**What needs to be done**
In the records below, find each line that holds "origin" and return it.

═════ Material to process

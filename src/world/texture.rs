// Sprite texture repository plus a tiny model of the texture atlas the GPU
// samples from.  The renderer interacts through `TextureId` only; `cache`
// is the one call that has to happen before an image may be drawn.

use std::collections::HashMap;

use log::debug;

/// Runtime handle for a texture in this bank.
///
/// *Guaranteed* to remain stable for the lifetime of the bank.
pub type TextureId = u16;

/// `TextureId` of the fallback image.
/// Always = 0 because `TextureBank::new()` inserts it first.
pub const NO_TEXTURE: TextureId = 0;

/// Default atlas size, matching the 1024×512 texel PlayStation VRAM.
pub const ATLAS_W: u16 = 1024;
pub const ATLAS_H: u16 = 512;

/// Where a resident image lives inside the atlas.
#[derive(Clone, Copy, Debug, Default, PartialEq, Eq)]
pub struct TexWindow {
    pub x: u16,
    pub y: u16,
    pub w: u16,
    pub h: u16,
}

/// Sprite image header: size and Doom patch offsets.  Pixel data lives
/// with the GPU upload path, not here.
#[derive(Clone, Debug, PartialEq)]
pub struct Texture {
    pub name: String,
    pub w: u16,
    pub h: u16,
    /// Pixels from the image's left edge to its origin (patch `leftoffset`).
    pub offset_x: i16,
    /// Pixels from the image's top edge to its origin (patch `topoffset`).
    pub offset_y: i16,
    /// `Some` while the image is resident in the atlas.
    window: Option<TexWindow>,
}

impl Texture {
    pub fn new(name: impl Into<String>, w: u16, h: u16, offset_x: i16, offset_y: i16) -> Self {
        Self {
            name: name.into(),
            w,
            h,
            offset_x,
            offset_y,
            window: None,
        }
    }

    #[inline]
    pub fn window(&self) -> Option<TexWindow> {
        self.window
    }
}

/// 8×8 checkerboard stand-in for missing images.
impl Default for Texture {
    fn default() -> Self {
        Texture::new("CHECKER", 8, 8, 4, 8)
    }
}

/// Things that can go wrong when using the bank.
#[derive(Debug, thiserror::Error, PartialEq, Eq)]
pub enum TextureError {
    /// Attempted to insert a second texture with an existing name.
    #[error("texture name `{0}` already present in bank")]
    Duplicate(String),

    /// Requested ID is outside `0 .. bank.len()`.
    #[error("texture id {0} out of range")]
    BadId(TextureId),

    /// The image can never fit, even in an empty atlas.
    #[error("texture id {id} is {w}x{h}, larger than the atlas")]
    TooLarge { id: TextureId, w: u16, h: u16 },

    /// No room left this frame; the atlas is flushed at the next frame start.
    #[error("atlas full while caching texture id {0}")]
    AtlasFull(TextureId),
}

/*──────────────────────────── atlas ────────────────────────────*/

/// Shelf allocator: fills rows left to right, opening a new shelf under
/// the tallest image of the current one when a row runs out.
#[derive(Debug)]
struct Atlas {
    w: u16,
    h: u16,
    cursor_x: u16,
    shelf_y: u16,
    shelf_h: u16,
}

impl Atlas {
    fn new(w: u16, h: u16) -> Self {
        Self {
            w,
            h,
            cursor_x: 0,
            shelf_y: 0,
            shelf_h: 0,
        }
    }

    fn alloc(&mut self, w: u16, h: u16) -> Option<TexWindow> {
        if w > self.w || h > self.h {
            return None;
        }
        if self.cursor_x as u32 + w as u32 > self.w as u32 {
            // next shelf
            self.shelf_y = self.shelf_y.checked_add(self.shelf_h)?;
            self.cursor_x = 0;
            self.shelf_h = 0;
        }
        if self.shelf_y as u32 + h as u32 > self.h as u32 {
            return None;
        }
        let win = TexWindow {
            x: self.cursor_x,
            y: self.shelf_y,
            w,
            h,
        };
        self.cursor_x += w;
        self.shelf_h = self.shelf_h.max(h);
        Some(win)
    }

    fn clear(&mut self) {
        self.cursor_x = 0;
        self.shelf_y = 0;
        self.shelf_h = 0;
    }
}

/// A palette-agnostic, format-agnostic cache of sprite textures.
///
/// * Stores exactly one copy of every name.
/// * ID **0** is always the “missing” checkerboard.
///
/// **Thread-safety:** access `TextureBank` from a single thread; the
/// struct itself is not `Sync`.
pub struct TextureBank {
    by_name: HashMap<String, TextureId>,
    data: Vec<Texture>,
    atlas: Atlas,
    flush_pending: bool,
}

impl TextureBank {
    // ---------------------------------------------------------------------
    // Constructors
    // ---------------------------------------------------------------------

    /// Create an empty bank with a mandatory *missing* texture used as
    /// fallback.  The texture is inserted under the fixed name `"MISSING"`
    /// and obtains the handle **0**.
    pub fn new(missing_tex: Texture) -> Self {
        Self::with_atlas(missing_tex, ATLAS_W, ATLAS_H)
    }

    pub fn with_atlas(missing_tex: Texture, atlas_w: u16, atlas_h: u16) -> Self {
        let mut by_name = HashMap::new();
        by_name.insert("MISSING".into(), NO_TEXTURE);
        Self {
            by_name,
            data: vec![missing_tex],
            atlas: Atlas::new(atlas_w, atlas_h),
            flush_pending: false,
        }
    }

    pub fn default_with_checker() -> Self {
        Self::new(Texture::default())
    }

    // ---------------------------------------------------------------------
    // Query helpers
    // ---------------------------------------------------------------------

    /// Number of textures stored (including the “missing” one).
    pub fn len(&self) -> usize {
        self.data.len()
    }
    pub fn is_empty(&self) -> bool {
        self.data.len() == 1
    } // only checker

    /// Obtain the id for a *loaded* texture by name.
    pub fn id(&self, name: &str) -> Option<TextureId> {
        self.by_name.get(name).copied()
    }

    /// Fallback-safe query: unknown names resolve to the checkerboard id.
    pub fn id_or_missing(&self, name: &str) -> TextureId {
        self.id(name).unwrap_or(NO_TEXTURE)
    }

    /// Borrow a texture by id, with bounds-checking.
    pub fn texture(&self, id: TextureId) -> Result<&Texture, TextureError> {
        self.data.get(id as usize).ok_or(TextureError::BadId(id))
    }

    pub fn resident_count(&self) -> usize {
        self.data.iter().filter(|t| t.window.is_some()).count()
    }

    // ---------------------------------------------------------------------
    // Mutations
    // ---------------------------------------------------------------------

    /// Insert a texture under `name`.
    ///
    /// * Returns the newly assigned `TextureId`.
    /// * Fails if the name already exists (`Duplicate`).
    pub fn insert<S: Into<String>>(&mut self, name: S, tex: Texture) -> Result<TextureId, TextureError> {
        let name = name.into();
        if self.by_name.contains_key(&name) {
            return Err(TextureError::Duplicate(name));
        }
        let id = self.data.len() as TextureId;
        self.data.push(Texture { window: None, ..tex });
        self.by_name.insert(name, id);
        Ok(id)
    }

    /// Make `id` resident and return it with its atlas window filled in.
    pub fn cache(&mut self, id: TextureId) -> Result<&Texture, TextureError> {
        let tex = self.data.get(id as usize).ok_or(TextureError::BadId(id))?;
        if tex.window.is_none() {
            let (w, h) = (tex.w, tex.h);
            if w > self.atlas.w || h > self.atlas.h {
                return Err(TextureError::TooLarge { id, w, h });
            }
            match self.atlas.alloc(w, h) {
                Some(win) => self.data[id as usize].window = Some(win),
                None => {
                    self.flush_pending = true;
                    return Err(TextureError::AtlasFull(id));
                }
            }
        }
        Ok(&self.data[id as usize])
    }

    /// Frame-start housekeeping: if the atlas overflowed last frame, evict
    /// everything so this frame starts from an empty atlas.
    ///
    /// Eviction never happens mid-frame, so windows already handed out stay
    /// valid until the frame is drawn.
    pub fn begin_frame(&mut self) {
        if !self.flush_pending {
            return;
        }
        debug!("texture atlas overflowed; evicting {} images", self.resident_count());
        for tex in &mut self.data {
            tex.window = None;
        }
        self.atlas.clear();
        self.flush_pending = false;
    }
}

/*======================================================================*/
/*                               Tests                                  */
/*======================================================================*/
#[cfg(test)]
mod tests {
    use super::*;

    fn dummy_tex(w: u16, h: u16) -> Texture {
        Texture::new("Dummy", w, h, 0, 0)
    }

    #[test]
    fn insert_and_lookup() {
        let mut bank = TextureBank::default_with_checker();
        let red = bank.insert("RED", dummy_tex(2, 2)).unwrap();
        let blue = bank.insert("BLUE", dummy_tex(4, 4)).unwrap();

        assert_ne!(red, NO_TEXTURE);
        assert_ne!(blue, red);
        assert_eq!(bank.id("RED"), Some(red));
        assert_eq!(bank.id("NOPE"), None);
        assert_eq!(bank.id_or_missing("NOPE"), NO_TEXTURE);
        assert_eq!(bank.texture(blue).unwrap().w, 4);
    }

    #[test]
    fn textures_are_headers_only() {
        let tex = Texture::new("TROOA1", 41, 57, 20, 57);
        assert_eq!(
            tex,
            Texture {
                name: "TROOA1".into(),
                w: 41,
                h: 57,
                offset_x: 20,
                offset_y: 57,
                window: None,
            }
        );
        let mut bank = TextureBank::default_with_checker();
        let fallback = bank.cache(NO_TEXTURE).unwrap();
        assert_eq!((fallback.w, fallback.h), (8, 8));
        assert!(fallback.window().is_some());
    }

    #[test]
    fn duplicate_name_rejected() {
        let mut bank = TextureBank::default_with_checker();
        bank.insert("WOOD", dummy_tex(1, 1)).unwrap();
        let err = bank.insert("WOOD", dummy_tex(2, 2)).unwrap_err();
        assert_eq!(err, TextureError::Duplicate("WOOD".into()));
        assert_eq!(bank.len(), 2);
    }

    #[test]
    fn bad_id_guard() {
        let mut bank = TextureBank::default_with_checker();
        let bad = TextureId::MAX;
        assert_eq!(bank.texture(bad).unwrap_err(), TextureError::BadId(bad));
        assert_eq!(bank.cache(bad).unwrap_err(), TextureError::BadId(bad));
    }

    #[test]
    fn cache_assigns_stable_disjoint_windows() {
        let mut bank = TextureBank::default_with_checker();
        let a = bank.insert("A", dummy_tex(40, 60)).unwrap();
        let b = bank.insert("B", dummy_tex(30, 20)).unwrap();

        let wa = bank.cache(a).unwrap().window().unwrap();
        let wb = bank.cache(b).unwrap().window().unwrap();
        assert_eq!((wa.w, wa.h), (40, 60));
        assert_eq!((wb.x, wb.y), (40, 0));
        // second request is a no-op
        assert_eq!(bank.cache(a).unwrap().window(), Some(wa));
        assert_eq!(bank.resident_count(), 2);
    }

    #[test]
    fn shelf_wraps_to_next_row() {
        let mut bank = TextureBank::with_atlas(Texture::default(), 64, 64);
        let a = bank.insert("A", dummy_tex(40, 10)).unwrap();
        let b = bank.insert("B", dummy_tex(40, 20)).unwrap();
        bank.cache(a).unwrap();
        let wb = bank.cache(b).unwrap().window().unwrap();
        assert_eq!((wb.x, wb.y), (0, 10));
    }

    #[test]
    fn overflow_flushes_on_next_frame() {
        let mut bank = TextureBank::with_atlas(Texture::default(), 32, 32);
        let a = bank.insert("A", dummy_tex(32, 32)).unwrap();
        let b = bank.insert("B", dummy_tex(8, 8)).unwrap();
        let huge = bank.insert("HUGE", dummy_tex(64, 8)).unwrap();

        bank.cache(a).unwrap();
        assert_eq!(bank.cache(b).unwrap_err(), TextureError::AtlasFull(b));
        assert!(matches!(bank.cache(huge), Err(TextureError::TooLarge { .. })));

        // window of `a` survives until the frame boundary
        assert!(bank.texture(a).unwrap().window().is_some());
        bank.begin_frame();
        assert_eq!(bank.resident_count(), 0);
        assert!(bank.cache(b).is_ok());
    }
}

══════════

**Result below**
    /// Pixels from the image's left edge to its origin (patch `leftoffset`).
    /// Pixels from the image's top edge to its origin (patch `topoffset`).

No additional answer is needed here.